-- RECORDS PROVIDED follows --

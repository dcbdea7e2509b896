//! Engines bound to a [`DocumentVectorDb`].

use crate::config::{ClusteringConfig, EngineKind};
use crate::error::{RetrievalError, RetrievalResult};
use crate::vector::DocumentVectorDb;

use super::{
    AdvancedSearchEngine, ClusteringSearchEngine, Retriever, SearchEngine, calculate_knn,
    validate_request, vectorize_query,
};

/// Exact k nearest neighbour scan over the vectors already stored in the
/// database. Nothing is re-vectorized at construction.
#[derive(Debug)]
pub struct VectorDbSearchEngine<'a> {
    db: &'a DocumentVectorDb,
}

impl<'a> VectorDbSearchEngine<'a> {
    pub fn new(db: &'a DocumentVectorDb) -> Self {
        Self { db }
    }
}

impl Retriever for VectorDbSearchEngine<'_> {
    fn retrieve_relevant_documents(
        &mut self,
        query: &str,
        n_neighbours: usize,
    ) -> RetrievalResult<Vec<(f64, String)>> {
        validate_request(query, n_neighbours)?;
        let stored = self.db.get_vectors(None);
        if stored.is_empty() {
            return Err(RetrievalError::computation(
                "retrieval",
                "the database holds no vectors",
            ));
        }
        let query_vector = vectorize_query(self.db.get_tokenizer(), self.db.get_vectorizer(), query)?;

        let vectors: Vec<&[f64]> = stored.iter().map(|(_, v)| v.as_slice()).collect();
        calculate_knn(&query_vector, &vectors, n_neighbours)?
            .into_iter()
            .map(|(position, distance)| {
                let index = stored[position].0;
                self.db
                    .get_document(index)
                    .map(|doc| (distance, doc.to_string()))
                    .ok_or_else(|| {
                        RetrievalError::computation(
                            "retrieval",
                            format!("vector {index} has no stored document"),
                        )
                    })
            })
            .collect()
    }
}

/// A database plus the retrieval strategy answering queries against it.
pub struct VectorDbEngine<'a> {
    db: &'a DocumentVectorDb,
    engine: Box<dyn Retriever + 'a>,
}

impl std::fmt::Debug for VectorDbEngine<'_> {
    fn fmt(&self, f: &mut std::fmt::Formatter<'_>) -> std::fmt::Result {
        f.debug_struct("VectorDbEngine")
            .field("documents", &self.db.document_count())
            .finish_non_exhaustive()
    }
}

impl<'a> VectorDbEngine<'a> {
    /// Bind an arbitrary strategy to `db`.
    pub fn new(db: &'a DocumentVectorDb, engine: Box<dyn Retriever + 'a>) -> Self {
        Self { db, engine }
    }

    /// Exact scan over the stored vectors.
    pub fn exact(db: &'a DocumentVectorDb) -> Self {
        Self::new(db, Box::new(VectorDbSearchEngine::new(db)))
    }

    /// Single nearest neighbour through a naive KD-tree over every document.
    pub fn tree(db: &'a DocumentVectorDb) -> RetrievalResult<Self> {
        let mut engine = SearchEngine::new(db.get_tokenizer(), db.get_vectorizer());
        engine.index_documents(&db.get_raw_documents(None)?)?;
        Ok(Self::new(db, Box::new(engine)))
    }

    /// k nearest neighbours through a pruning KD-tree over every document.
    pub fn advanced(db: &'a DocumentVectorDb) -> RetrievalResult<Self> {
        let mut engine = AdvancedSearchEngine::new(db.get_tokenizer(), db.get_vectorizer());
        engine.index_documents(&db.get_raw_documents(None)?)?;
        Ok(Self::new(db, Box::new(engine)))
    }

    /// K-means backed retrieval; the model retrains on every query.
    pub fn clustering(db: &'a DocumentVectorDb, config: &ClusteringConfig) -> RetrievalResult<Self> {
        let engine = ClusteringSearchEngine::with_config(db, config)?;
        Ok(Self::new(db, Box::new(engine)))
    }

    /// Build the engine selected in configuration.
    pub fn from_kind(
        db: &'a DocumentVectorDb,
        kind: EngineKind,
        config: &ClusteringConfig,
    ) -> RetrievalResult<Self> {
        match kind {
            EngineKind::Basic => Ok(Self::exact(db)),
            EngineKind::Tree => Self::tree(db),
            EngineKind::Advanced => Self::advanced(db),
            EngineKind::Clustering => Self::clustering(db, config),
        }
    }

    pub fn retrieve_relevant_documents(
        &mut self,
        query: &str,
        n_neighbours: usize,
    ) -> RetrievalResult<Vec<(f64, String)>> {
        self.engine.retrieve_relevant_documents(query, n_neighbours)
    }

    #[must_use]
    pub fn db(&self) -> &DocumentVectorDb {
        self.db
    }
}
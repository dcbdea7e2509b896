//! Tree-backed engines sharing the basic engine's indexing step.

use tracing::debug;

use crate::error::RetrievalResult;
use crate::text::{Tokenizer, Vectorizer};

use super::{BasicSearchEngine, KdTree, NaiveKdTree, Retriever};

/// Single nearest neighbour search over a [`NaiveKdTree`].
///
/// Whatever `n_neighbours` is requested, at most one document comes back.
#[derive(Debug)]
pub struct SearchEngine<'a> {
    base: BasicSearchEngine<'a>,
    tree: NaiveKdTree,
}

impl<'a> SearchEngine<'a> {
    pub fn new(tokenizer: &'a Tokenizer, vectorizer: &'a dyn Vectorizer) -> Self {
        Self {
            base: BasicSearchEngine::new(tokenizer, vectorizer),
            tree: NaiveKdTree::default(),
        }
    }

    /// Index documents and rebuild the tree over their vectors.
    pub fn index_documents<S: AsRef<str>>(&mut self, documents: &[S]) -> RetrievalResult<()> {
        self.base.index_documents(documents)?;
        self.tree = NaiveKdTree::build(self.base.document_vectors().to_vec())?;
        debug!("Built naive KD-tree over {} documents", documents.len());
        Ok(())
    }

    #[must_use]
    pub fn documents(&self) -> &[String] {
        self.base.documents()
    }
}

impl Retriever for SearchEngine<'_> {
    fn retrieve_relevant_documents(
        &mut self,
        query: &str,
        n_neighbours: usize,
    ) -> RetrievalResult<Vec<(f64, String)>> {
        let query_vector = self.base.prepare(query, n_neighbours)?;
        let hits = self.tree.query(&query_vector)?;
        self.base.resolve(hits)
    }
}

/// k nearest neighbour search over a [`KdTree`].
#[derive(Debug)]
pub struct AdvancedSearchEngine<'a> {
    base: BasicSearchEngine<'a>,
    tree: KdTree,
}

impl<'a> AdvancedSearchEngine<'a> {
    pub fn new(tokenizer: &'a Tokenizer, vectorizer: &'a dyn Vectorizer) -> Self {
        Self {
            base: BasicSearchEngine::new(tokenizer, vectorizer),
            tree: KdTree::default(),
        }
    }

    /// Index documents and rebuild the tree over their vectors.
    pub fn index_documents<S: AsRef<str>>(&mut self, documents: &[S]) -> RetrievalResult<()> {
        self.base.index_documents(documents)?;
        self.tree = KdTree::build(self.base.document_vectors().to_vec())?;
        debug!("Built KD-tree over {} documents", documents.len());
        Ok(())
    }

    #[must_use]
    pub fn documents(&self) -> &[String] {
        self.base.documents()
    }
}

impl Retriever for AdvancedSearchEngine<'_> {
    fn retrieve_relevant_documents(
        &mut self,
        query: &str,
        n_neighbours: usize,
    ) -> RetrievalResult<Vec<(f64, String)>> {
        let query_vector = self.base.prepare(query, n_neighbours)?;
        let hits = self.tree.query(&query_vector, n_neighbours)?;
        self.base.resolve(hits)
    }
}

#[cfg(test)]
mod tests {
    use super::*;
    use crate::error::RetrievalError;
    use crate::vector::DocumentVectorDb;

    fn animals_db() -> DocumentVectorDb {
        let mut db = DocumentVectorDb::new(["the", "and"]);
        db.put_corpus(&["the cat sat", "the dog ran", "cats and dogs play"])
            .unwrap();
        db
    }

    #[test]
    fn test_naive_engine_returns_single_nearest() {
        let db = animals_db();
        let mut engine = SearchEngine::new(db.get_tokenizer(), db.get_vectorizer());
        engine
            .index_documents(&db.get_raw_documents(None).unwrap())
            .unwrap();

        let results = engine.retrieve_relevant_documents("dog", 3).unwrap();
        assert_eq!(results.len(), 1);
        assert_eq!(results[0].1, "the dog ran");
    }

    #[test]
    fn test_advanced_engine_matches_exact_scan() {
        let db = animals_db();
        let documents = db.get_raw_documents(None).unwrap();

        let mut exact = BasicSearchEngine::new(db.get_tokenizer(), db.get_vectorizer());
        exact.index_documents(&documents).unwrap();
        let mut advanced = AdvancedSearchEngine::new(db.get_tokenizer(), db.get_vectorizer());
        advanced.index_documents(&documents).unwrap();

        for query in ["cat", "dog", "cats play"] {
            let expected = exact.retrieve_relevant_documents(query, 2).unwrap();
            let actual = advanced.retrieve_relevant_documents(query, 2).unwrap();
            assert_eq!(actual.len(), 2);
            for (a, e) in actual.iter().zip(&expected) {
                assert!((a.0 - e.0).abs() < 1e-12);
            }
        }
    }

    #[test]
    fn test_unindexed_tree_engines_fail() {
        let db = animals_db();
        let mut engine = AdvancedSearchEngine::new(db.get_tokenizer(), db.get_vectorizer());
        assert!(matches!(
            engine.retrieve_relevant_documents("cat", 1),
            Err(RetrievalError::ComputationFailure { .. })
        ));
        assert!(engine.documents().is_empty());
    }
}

-- RECORDS PROVIDED concluded --

**TASK INSTRUCTIONS**
Starting at the first line of the data above, please restate word for word every line up to and including the one that holds "pub fn new(db: &'a DocumentVectorDb)", and add nothing else.

**SOLUTION FOR THIS EXERCISE**
repository dcbdea7e2509b896
//! Engines bound to a [`DocumentVectorDb`].

use crate::config::{ClusteringConfig, EngineKind};
use crate::error::{RetrievalError, RetrievalResult};
use crate::vector::DocumentVectorDb;

use super::{
    AdvancedSearchEngine, ClusteringSearchEngine, Retriever, SearchEngine, calculate_knn,
    validate_request, vectorize_query,
};

/// Exact k nearest neighbour scan over the vectors already stored in the
/// database. Nothing is re-vectorized at construction.
#[derive(Debug)]
pub struct VectorDbSearchEngine<'a> {
    db: &'a DocumentVectorDb,
}

impl<'a> VectorDbSearchEngine<'a> {
    pub fn new(db: &'a DocumentVectorDb) -> Self {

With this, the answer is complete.